Seven sins of data recovery

The latest disaster involved a hacking attack on web host Distribute IT which virtually ruined the company.

Key administrative controls for responding to security incidents are business continuity planning (BCP) and disaster recovery planning (DRP).  The golden rule of BCP and DRP is to make sure backups stored in a remote location are actually available for recovery.

But all organisations choosing a hosting company must undertake a searching due diligence process before making a leap of faith. Anyone either considering, or already hosting or using services in a public or private cloud, must address the following seven areas of risk of moving to the cloud, as defined by industry analyst Gartner.
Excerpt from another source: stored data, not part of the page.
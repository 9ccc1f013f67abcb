//! Image fetcher: one HTTP GET per descriptor, bytes in memory.

use bytes::Bytes;
use reqwest::StatusCode;
use std::time::Duration;
use thiserror::Error;
use tracing::debug;

/// Per-request timeout used unless configured otherwise.
pub const DEFAULT_TIMEOUT: Duration = Duration::from_secs(5);

#[derive(Debug, Clone)]
pub struct Fetcher {
    client: reqwest::Client,
}

impl Fetcher {
    /// Creates a fetcher whose requests give up after `timeout`.
    pub fn new(timeout: Duration) -> Result<Fetcher, FetchError> {
        let client = reqwest::Client::builder()
            .timeout(timeout)
            .build()
            .map_err(|source| FetchError::Client { source })?;

        Ok(Fetcher { client })
    }

    /// Downloads the resource at `url` and returns its raw bytes.
    ///
    /// A single attempt is made. Non-success statuses, transport failures
    /// (including the timeout) and empty bodies are all errors.
    pub async fn fetch(&self, url: &str) -> Result<Bytes, FetchError> {
        debug!(url, "fetching image");

        let response = self
            .client
            .get(url)
            .send()
            .await
            .map_err(|source| FetchError::Transport {
                url: url.to_string(),
                source,
            })?;

        let status = response.status();
        if !status.is_success() {
            return Err(FetchError::Status {
                url: url.to_string(),
                status,
            });
        }

        let bytes = response
            .bytes()
            .await
            .map_err(|source| FetchError::Transport {
                url: url.to_string(),
                source,
            })?;

        if bytes.is_empty() {
            return Err(FetchError::EmptyBody {
                url: url.to_string(),
            });
        }

        debug!(url, size = bytes.len(), "fetched image");
        Ok(bytes)
    }
}

#[derive(Debug, Error)]
pub enum FetchError {
    /// The HTTP client itself could not be built.
    #[error("failed to build the HTTP client")]
    Client {
        #[source]
        source: reqwest::Error,
    },

    #[error("HTTP status {status} for URL: {url}")]
    Status { url: String, status: StatusCode },

    /// Connection failure, timeout or an interrupted body.
    #[error("request failed for URL: {url}")]
    Transport {
        url: String,
        #[source]
        source: reqwest::Error,
    },

    #[error("empty response body for URL: {url}")]
    EmptyBody { url: String },
}

#[cfg(test)]
mod tests {
    use super::{DEFAULT_TIMEOUT, FetchError, Fetcher};
    use reqwest::StatusCode;
    use std::time::Duration;
    use wiremock::matchers::{method, path};
    use wiremock::{Mock, MockServer, ResponseTemplate};

    #[tokio::test]
    async fn test_fetch_returns_body() {
        let server = MockServer::start().await;
        Mock::given(method("GET"))
            .and(path("/apple.jpg"))
            .respond_with(ResponseTemplate::new(200).set_body_bytes(b"\xff\xd8\xff\xe0jpeg".to_vec()))
            .expect(1)
            .mount(&server)
            .await;

        let fetcher = Fetcher::new(DEFAULT_TIMEOUT).unwrap();
        let bytes = fetcher
            .fetch(&format!("{}/apple.jpg", server.uri()))
            .await
            .unwrap();

        assert_eq!(&b"\xff\xd8\xff\xe0jpeg"[..], bytes.as_ref());
    }

    #[tokio::test]
    async fn test_non_success_status() {
        let server = MockServer::start().await;
        Mock::given(method("GET"))
            .respond_with(ResponseTemplate::new(404))
            .mount(&server)
            .await;

        let fetcher = Fetcher::new(DEFAULT_TIMEOUT).unwrap();
        let result = fetcher.fetch(&format!("{}/missing.jpg", server.uri())).await;

        let Err(FetchError::Status { status, .. }) = result else {
            panic!("Expected Status error, but got {:?}", result);
        };
        assert_eq!(StatusCode::NOT_FOUND, status);
    }

    #[tokio::test]
    async fn test_empty_body() {
        let server = MockServer::start().await;
        Mock::given(method("GET"))
            .respond_with(ResponseTemplate::new(200))
            .mount(&server)
            .await;

        let fetcher = Fetcher::new(DEFAULT_TIMEOUT).unwrap();
        let result = fetcher.fetch(&format!("{}/empty.jpg", server.uri())).await;

        assert!(matches!(result, Err(FetchError::EmptyBody { .. })));
    }

    #[tokio::test]
    async fn test_timeout() {
        let server = MockServer::start().await;
        Mock::given(method("GET"))
            .respond_with(
                ResponseTemplate::new(200)
                    .set_body_bytes(b"late".to_vec())
                    .set_delay(Duration::from_secs(2)),
            )
            .mount(&server)
            .await;

        let fetcher = Fetcher::new(Duration::from_millis(100)).unwrap();
        let result = fetcher.fetch(&format!("{}/slow.jpg", server.uri())).await;

        let Err(FetchError::Transport { source, .. }) = result else {
            panic!("Expected Transport error, but got {:?}", result);
        };
        assert!(source.is_timeout());
    }

    #[tokio::test]
    async fn test_connection_refused() {
        // Grab a free port, then release it so nothing is listening there.
        let port = std::net::TcpListener::bind("127.0.0.1:0")
            .unwrap()
            .local_addr()
            .unwrap()
            .port();

        let fetcher = Fetcher::new(DEFAULT_TIMEOUT).unwrap();
        let result = fetcher
            .fetch(&format!("http://127.0.0.1:{port}/apple.jpg"))
            .await;

        assert!(matches!(result, Err(FetchError::Transport { .. })));
    }
}
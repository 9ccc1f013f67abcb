use super::{CurrentConnectOptions, Db, Dialect};
use crate::config::DatabaseTarget;
use std::str::FromStr;

/// SQLite dialect implementation of the `Dialect` trait.
pub struct SqliteDialect;

impl Dialect for SqliteDialect {
    const NETWORKED: bool = false;

    fn placeholder(_idx: usize) -> String {
        "?".to_string()
    }

    fn connect_options(target: &DatabaseTarget) -> Result<CurrentConnectOptions, sqlx::Error> {
        let options = match target {
            DatabaseTarget::Url(url) => CurrentConnectOptions::from_str(url)?,
            DatabaseTarget::Params(params) => CurrentConnectOptions::new().filename(&params.name),
        };

        Ok(options.create_if_missing(true))
    }

    async fn migration(pool: &sqlx::Pool<Db>) -> Result<(), sqlx::Error> {
        let stmts = vec![
            r#"CREATE TABLE IF NOT EXISTS images (
                id INTEGER PRIMARY KEY AUTOINCREMENT,
                query_term TEXT NOT NULL,
                title TEXT NOT NULL,
                source_url TEXT NOT NULL,
                data BLOB NOT NULL,
                mime_type TEXT,
                width INTEGER,
                height INTEGER,
                created_at TEXT NOT NULL
            );"#,
            r#"CREATE INDEX IF NOT EXISTS images_query_term ON images (query_term);"#,
        ];

        for stmt in stmts {
            sqlx::query(stmt).execute(pool).await?;
        }

        Ok(())
    }
}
Privileged user:  Service providers should have a combination of adequate training plans, character assessments and stringent hiring processes with employee background checks before granting staff access to privileged systems and data.

Regulatory compliance:  Anyone hosting/using cloud services to gain regulatory compliance, who might be under the impression they can handball the hard work and all the risk over to a service provider, should remember it is their data and they are ultimately responsible for it. It is essential to check to ensure that a service provider has a good understanding of the compliance your organisation is trying to achieve.

Data location:  Does your organisation know where its service provider is storing your data and its backup data?  Do you require that data resides within Australia?  Don’t assume that just because your service provider has a presence here, that the data will also reside in Australia.

Data segregation:  Because service providers may capitalise on virtualised and shared infrastructure to deliver services, make sure that your data is not being shared with other customers. Don’t assume that data segregation is included – ask your service provider to explain how each customer’s data is segregated.

Recovery:  Can your service provider recover from loss of a file, a disk drive, computer system, network outage, power outage, or loss of an entire data centre?  The survival of your business may depend on questioning your provider about its ability to recover and the service levels applied to data recovery.

Investigative support:  If and when things do go wrong, does your service provider have the visibility to detect problems with availability, performance or security? More importantly does it have the ability to respond and remedy? Make sure that your service provider’s incident detection and response procedures give you that visibility.

Long term viability:  Nothing lasts forever, so make sure your service provider is financially stable, is not about to be swallowed by or merged into a bigger organisation, or is not about to be split off into a subsidiary that is poorly funded. It is crucially important that you gain satisfactory answers to these questions.

Anyone who has not performed a full due diligence in choosing a service provider should begin immediately – doing so late is better than never.

If you don’t like the answers you receive, find a new service provider who has addressed all seven areas of risk.